_Brief_
Show each line of the records in which the word "extract" occurs.

_Exercise inputs_
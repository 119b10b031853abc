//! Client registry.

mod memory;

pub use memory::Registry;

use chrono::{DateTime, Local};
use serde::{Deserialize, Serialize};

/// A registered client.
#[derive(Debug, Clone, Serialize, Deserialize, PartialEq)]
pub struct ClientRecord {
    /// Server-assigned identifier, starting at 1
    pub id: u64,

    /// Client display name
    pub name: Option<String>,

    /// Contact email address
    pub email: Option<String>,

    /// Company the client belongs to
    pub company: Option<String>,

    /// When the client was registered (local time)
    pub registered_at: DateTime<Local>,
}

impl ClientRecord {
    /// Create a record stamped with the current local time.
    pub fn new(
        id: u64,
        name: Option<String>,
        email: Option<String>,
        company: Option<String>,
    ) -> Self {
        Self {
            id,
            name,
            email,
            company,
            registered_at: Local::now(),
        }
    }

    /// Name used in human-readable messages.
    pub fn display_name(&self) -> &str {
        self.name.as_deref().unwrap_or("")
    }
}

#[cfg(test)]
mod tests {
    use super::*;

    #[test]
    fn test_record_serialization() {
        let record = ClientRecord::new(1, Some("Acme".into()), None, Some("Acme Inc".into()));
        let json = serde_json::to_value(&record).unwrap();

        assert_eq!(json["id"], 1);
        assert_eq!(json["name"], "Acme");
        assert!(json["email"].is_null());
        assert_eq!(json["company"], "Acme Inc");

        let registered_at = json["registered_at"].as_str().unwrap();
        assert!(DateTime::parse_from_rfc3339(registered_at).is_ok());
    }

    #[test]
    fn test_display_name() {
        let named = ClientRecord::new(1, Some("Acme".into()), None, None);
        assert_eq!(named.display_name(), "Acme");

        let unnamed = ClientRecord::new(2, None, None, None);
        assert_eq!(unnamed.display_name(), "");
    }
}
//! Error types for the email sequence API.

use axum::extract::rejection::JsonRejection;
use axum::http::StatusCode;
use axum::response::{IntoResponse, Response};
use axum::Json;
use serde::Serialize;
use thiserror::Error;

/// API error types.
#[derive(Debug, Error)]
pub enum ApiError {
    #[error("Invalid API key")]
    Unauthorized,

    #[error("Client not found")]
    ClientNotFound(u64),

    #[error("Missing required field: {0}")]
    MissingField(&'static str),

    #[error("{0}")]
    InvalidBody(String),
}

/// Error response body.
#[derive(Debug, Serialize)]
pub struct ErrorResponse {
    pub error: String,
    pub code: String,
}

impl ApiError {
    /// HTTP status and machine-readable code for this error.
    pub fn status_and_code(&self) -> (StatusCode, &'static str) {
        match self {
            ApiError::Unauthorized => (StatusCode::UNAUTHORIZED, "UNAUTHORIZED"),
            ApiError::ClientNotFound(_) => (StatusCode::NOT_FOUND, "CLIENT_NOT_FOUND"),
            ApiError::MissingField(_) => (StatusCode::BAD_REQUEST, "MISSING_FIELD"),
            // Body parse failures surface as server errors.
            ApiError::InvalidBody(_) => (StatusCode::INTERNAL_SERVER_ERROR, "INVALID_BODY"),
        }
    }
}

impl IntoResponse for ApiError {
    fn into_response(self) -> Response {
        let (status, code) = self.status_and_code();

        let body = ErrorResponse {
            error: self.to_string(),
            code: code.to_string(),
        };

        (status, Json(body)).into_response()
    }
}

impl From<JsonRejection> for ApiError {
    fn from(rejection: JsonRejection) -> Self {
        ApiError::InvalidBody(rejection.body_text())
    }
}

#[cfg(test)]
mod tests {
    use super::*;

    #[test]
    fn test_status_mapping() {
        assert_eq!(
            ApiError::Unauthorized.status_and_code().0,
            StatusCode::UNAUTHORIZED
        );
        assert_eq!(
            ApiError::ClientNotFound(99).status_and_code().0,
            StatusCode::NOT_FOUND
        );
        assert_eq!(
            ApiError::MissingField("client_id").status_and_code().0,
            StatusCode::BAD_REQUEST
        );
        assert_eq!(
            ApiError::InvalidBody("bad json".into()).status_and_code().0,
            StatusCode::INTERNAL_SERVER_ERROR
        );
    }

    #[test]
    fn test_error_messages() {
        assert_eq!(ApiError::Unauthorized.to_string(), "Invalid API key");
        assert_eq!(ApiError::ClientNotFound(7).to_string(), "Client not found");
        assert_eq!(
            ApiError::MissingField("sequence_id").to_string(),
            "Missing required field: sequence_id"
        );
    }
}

==

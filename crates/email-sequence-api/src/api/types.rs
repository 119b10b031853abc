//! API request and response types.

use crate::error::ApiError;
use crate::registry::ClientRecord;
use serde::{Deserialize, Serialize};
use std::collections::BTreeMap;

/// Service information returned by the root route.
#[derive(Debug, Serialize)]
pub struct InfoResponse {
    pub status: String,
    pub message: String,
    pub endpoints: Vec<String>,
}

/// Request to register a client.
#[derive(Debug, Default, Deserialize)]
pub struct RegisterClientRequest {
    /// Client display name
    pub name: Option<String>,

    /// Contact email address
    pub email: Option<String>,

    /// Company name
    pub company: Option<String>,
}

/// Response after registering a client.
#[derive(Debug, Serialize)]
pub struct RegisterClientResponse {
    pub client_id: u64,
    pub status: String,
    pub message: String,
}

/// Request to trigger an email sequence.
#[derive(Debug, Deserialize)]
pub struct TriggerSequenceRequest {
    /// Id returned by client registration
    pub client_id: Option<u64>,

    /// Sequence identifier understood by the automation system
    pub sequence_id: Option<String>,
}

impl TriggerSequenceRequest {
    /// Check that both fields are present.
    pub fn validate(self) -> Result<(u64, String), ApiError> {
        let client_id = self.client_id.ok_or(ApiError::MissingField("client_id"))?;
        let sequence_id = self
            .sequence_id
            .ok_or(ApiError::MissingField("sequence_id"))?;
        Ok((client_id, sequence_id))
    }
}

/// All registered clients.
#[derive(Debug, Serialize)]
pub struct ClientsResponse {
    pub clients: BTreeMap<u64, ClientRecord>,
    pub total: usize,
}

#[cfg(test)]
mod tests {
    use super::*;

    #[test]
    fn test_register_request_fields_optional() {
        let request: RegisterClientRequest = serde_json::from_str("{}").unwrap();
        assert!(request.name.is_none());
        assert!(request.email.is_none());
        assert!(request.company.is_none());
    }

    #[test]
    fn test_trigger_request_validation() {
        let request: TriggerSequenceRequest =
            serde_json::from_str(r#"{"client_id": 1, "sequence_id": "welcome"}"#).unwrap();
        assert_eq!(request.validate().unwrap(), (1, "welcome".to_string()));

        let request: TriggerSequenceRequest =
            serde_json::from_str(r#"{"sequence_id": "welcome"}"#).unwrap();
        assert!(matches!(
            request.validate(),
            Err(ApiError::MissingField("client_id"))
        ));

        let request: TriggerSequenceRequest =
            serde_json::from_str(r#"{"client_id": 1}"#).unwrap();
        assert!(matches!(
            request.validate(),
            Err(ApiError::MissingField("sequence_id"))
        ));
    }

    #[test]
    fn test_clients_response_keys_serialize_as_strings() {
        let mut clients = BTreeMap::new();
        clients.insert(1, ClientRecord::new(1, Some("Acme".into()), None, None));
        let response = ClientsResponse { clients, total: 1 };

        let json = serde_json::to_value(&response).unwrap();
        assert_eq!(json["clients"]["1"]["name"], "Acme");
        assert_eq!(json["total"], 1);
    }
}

...

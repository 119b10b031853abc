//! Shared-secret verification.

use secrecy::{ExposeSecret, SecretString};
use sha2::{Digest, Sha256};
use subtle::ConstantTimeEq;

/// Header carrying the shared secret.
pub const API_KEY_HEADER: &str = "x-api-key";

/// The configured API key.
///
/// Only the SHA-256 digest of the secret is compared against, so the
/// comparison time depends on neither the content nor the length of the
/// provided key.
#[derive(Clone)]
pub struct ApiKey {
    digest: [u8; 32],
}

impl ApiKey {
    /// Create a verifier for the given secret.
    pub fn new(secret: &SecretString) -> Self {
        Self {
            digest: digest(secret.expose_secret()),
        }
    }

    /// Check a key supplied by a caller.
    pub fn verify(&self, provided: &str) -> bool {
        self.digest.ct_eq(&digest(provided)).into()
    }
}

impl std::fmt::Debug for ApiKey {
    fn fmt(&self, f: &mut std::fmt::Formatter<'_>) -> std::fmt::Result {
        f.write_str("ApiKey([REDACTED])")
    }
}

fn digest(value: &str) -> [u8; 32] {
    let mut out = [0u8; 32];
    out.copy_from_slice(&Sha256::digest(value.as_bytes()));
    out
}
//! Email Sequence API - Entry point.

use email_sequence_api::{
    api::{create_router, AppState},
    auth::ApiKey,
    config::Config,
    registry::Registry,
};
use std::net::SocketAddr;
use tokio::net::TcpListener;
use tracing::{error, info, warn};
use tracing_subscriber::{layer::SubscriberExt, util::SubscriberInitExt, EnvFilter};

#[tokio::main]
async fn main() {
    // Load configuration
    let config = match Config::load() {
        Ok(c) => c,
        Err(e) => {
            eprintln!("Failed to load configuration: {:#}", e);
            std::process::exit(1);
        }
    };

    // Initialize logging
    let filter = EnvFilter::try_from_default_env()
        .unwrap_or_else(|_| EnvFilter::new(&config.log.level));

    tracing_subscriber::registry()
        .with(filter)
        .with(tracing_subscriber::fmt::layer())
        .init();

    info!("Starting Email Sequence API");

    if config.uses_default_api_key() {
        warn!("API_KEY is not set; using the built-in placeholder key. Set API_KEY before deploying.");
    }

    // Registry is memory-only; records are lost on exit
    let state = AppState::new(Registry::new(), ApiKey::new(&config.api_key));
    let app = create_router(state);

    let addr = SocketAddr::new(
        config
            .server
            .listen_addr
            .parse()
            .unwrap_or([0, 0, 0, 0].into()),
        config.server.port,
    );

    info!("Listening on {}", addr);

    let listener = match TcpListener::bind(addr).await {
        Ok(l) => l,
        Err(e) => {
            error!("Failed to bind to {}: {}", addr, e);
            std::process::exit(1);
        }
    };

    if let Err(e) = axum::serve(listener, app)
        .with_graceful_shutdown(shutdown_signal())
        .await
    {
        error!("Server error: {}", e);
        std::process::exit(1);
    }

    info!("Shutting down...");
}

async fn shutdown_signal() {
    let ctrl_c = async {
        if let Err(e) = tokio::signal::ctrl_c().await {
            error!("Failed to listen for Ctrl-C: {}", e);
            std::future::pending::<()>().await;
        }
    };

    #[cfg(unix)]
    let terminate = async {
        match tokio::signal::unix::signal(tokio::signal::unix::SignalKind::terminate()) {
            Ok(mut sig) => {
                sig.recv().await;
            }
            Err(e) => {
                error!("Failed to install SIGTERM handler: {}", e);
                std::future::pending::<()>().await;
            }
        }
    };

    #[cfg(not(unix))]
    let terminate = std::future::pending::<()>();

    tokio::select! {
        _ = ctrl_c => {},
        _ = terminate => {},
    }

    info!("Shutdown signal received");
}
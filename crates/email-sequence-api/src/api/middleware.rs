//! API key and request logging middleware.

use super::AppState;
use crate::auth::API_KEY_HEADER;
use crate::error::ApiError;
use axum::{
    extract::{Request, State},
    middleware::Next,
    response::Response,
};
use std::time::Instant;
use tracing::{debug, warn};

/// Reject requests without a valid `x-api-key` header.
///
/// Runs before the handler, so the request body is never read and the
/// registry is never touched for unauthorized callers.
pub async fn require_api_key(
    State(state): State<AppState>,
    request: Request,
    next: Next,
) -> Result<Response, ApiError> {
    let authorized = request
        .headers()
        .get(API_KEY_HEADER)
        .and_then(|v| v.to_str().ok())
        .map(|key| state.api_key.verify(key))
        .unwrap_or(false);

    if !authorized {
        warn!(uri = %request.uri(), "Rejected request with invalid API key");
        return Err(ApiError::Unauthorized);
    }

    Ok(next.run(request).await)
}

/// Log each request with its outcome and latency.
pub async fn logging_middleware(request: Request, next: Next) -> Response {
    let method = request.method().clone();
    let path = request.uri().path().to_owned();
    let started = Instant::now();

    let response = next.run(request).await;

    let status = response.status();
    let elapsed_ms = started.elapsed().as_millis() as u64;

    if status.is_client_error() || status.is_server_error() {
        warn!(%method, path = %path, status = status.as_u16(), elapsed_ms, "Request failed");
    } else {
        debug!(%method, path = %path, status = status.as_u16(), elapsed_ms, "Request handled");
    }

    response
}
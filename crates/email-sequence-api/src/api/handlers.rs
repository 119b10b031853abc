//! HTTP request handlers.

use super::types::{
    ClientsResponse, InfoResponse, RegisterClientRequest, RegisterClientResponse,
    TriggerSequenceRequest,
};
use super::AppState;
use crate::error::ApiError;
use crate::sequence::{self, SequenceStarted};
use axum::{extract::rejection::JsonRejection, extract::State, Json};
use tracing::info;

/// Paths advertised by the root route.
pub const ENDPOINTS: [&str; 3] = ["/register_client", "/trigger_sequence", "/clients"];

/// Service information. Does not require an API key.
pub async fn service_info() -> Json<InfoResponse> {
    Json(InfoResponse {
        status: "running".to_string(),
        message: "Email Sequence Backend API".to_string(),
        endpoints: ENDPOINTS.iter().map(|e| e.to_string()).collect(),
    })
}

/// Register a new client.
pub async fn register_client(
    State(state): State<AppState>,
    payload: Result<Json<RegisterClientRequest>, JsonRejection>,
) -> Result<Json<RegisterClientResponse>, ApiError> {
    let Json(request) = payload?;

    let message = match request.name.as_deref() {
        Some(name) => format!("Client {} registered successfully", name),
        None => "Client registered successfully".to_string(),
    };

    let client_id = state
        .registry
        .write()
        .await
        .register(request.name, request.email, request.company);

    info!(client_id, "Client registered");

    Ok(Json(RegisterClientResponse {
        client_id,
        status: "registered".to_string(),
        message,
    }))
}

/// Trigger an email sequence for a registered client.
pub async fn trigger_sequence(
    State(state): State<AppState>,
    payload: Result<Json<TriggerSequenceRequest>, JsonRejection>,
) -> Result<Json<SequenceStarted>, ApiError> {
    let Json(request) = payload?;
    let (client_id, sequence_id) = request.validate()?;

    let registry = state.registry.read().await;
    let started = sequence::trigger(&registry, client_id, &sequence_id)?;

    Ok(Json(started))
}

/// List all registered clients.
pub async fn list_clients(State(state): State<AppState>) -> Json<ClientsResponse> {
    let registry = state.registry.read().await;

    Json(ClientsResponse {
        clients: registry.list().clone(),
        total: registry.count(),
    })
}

_Response area_
use axum::extract::rejection::JsonRejection;
    extract::{Request, State},
use axum::{extract::rejection::JsonRejection, extract::State, Json};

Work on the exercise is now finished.